Language Development in Early Childhood
Babies don't just begin learning to speak from the moment they are born. Language development begins before a child is born.
Researchers have found that a fetus can recognize the speech of their mother's voice.
As soon as they enter enter the world, children have an urge to communicate. Communication is a code and young children want to know how to crack that code.
"In order to make sense of words and sentences, young language learners need to make attempts to crack the code for themselves," says Belinda Buckley, author of Children's Communication Skills: From Birth to Five Years. "An essential prerequisite, therefore, is the desire to communicate with others."
Theories of language development
There are different ideas about how language development occurs in children.
- The nativist theory of Noam Chomsky suggests that we are all born with something which enables us to learn language. His idea was that all children are born with a language acquisition device. This LAD is what allows children produce language once they have learned the vocabulary they need.
- The empiricist theory, however, argues that children get enough language input, so they don't need an innate language acquisition device. According to this theory, children need to actively engage with their environment in order to learn language.

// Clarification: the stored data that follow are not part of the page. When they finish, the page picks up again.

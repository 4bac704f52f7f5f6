use std::cell::RefCell;
use std::collections::HashMap;
use std::rc::Rc;

use crate::error::SiteError;
use crate::i18n::Lang;

pub const PREFERENCE_KEY: &str = "preferred_language";

/// Key-value storage the language preference lives in.
pub trait PreferenceBackend {
    fn get(&self, key: &str) -> Result<Option<String>, SiteError>;
    fn set(&self, key: &str, value: &str) -> Result<(), SiteError>;
}

/// In-process storage for SSR, native builds and tests. Clones share state.
#[derive(Debug, Clone, Default)]
pub struct MemoryBackend {
    values: Rc<RefCell<HashMap<String, String>>>,
}

impl PreferenceBackend for MemoryBackend {
    fn get(&self, key: &str) -> Result<Option<String>, SiteError> {
        Ok(self.values.borrow().get(key).cloned())
    }

    fn set(&self, key: &str, value: &str) -> Result<(), SiteError> {
        self.values
            .borrow_mut()
            .insert(key.to_string(), value.to_string());
        Ok(())
    }
}

/// `window.localStorage`.
#[cfg(target_arch = "wasm32")]
#[derive(Debug, Clone, Copy, Default)]
pub struct LocalStorage;

#[cfg(target_arch = "wasm32")]
impl LocalStorage {
    fn storage() -> Result<web_sys::Storage, SiteError> {
        web_sys::window()
            .and_then(|w| w.local_storage().ok().flatten())
            .ok_or(SiteError::StorageUnavailable)
    }
}

#[cfg(target_arch = "wasm32")]
impl PreferenceBackend for LocalStorage {
    fn get(&self, key: &str) -> Result<Option<String>, SiteError> {
        Self::storage()?
            .get_item(key)
            .map_err(|_| SiteError::StorageUnavailable)
    }

    fn set(&self, key: &str, value: &str) -> Result<(), SiteError> {
        Self::storage()?
            .set_item(key, value)
            .map_err(|_| SiteError::StorageWrite {
                key: key.to_string(),
            })
    }
}

/// The persisted language preference.
#[derive(Clone)]
pub struct PreferenceStore {
    backend: Rc<dyn PreferenceBackend>,
}

impl PreferenceStore {
    pub fn new(backend: impl PreferenceBackend + 'static) -> Self {
        Self {
            backend: Rc::new(backend),
        }
    }

    /// localStorage in the browser, memory everywhere else.
    pub fn platform_default() -> Self {
        #[cfg(target_arch = "wasm32")]
        {
            Self::new(LocalStorage)
        }
        #[cfg(not(target_arch = "wasm32"))]
        {
            Self::new(MemoryBackend::default())
        }
    }

    /// Stored language, `None` when missing, unreadable or unrecognized.
    pub fn read(&self) -> Option<Lang> {
        match self.backend.get(PREFERENCE_KEY) {
            Ok(Some(code)) => {
                let lang = Lang::from_code(&code);
                if lang.is_none() {
                    tracing::debug!("preferences: ignoring unrecognized language {code:?}");
                }
                lang
            }
            Ok(None) => None,
            Err(e) => {
                tracing::warn!("preferences: read failed: {e}");
                None
            }
        }
    }

    pub fn write(&self, lang: Lang) {
        if let Err(e) = self.backend.set(PREFERENCE_KEY, lang.code()) {
            tracing::warn!("preferences: write failed: {e}");
        }
    }
}

impl std::fmt::Debug for PreferenceStore {
    fn fmt(&self, f: &mut std::fmt::Formatter<'_>) -> std::fmt::Result {
        f.debug_struct("PreferenceStore").finish_non_exhaustive()
    }
}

- The behaviorist theory of B.F. Skinner, meanwhile, suggests that language develops as a result of imitation and reinforcement.
Parents and Language
According to the empiricist theory, parents play a big part in their children's language development. Parents use 'baby talk' when they talk to their new born children. This 'baby talk' is common in all languages. This style of speaking uses high-pitched intonation, simplified vocabulary, shortened sentences and exaggerated expressions.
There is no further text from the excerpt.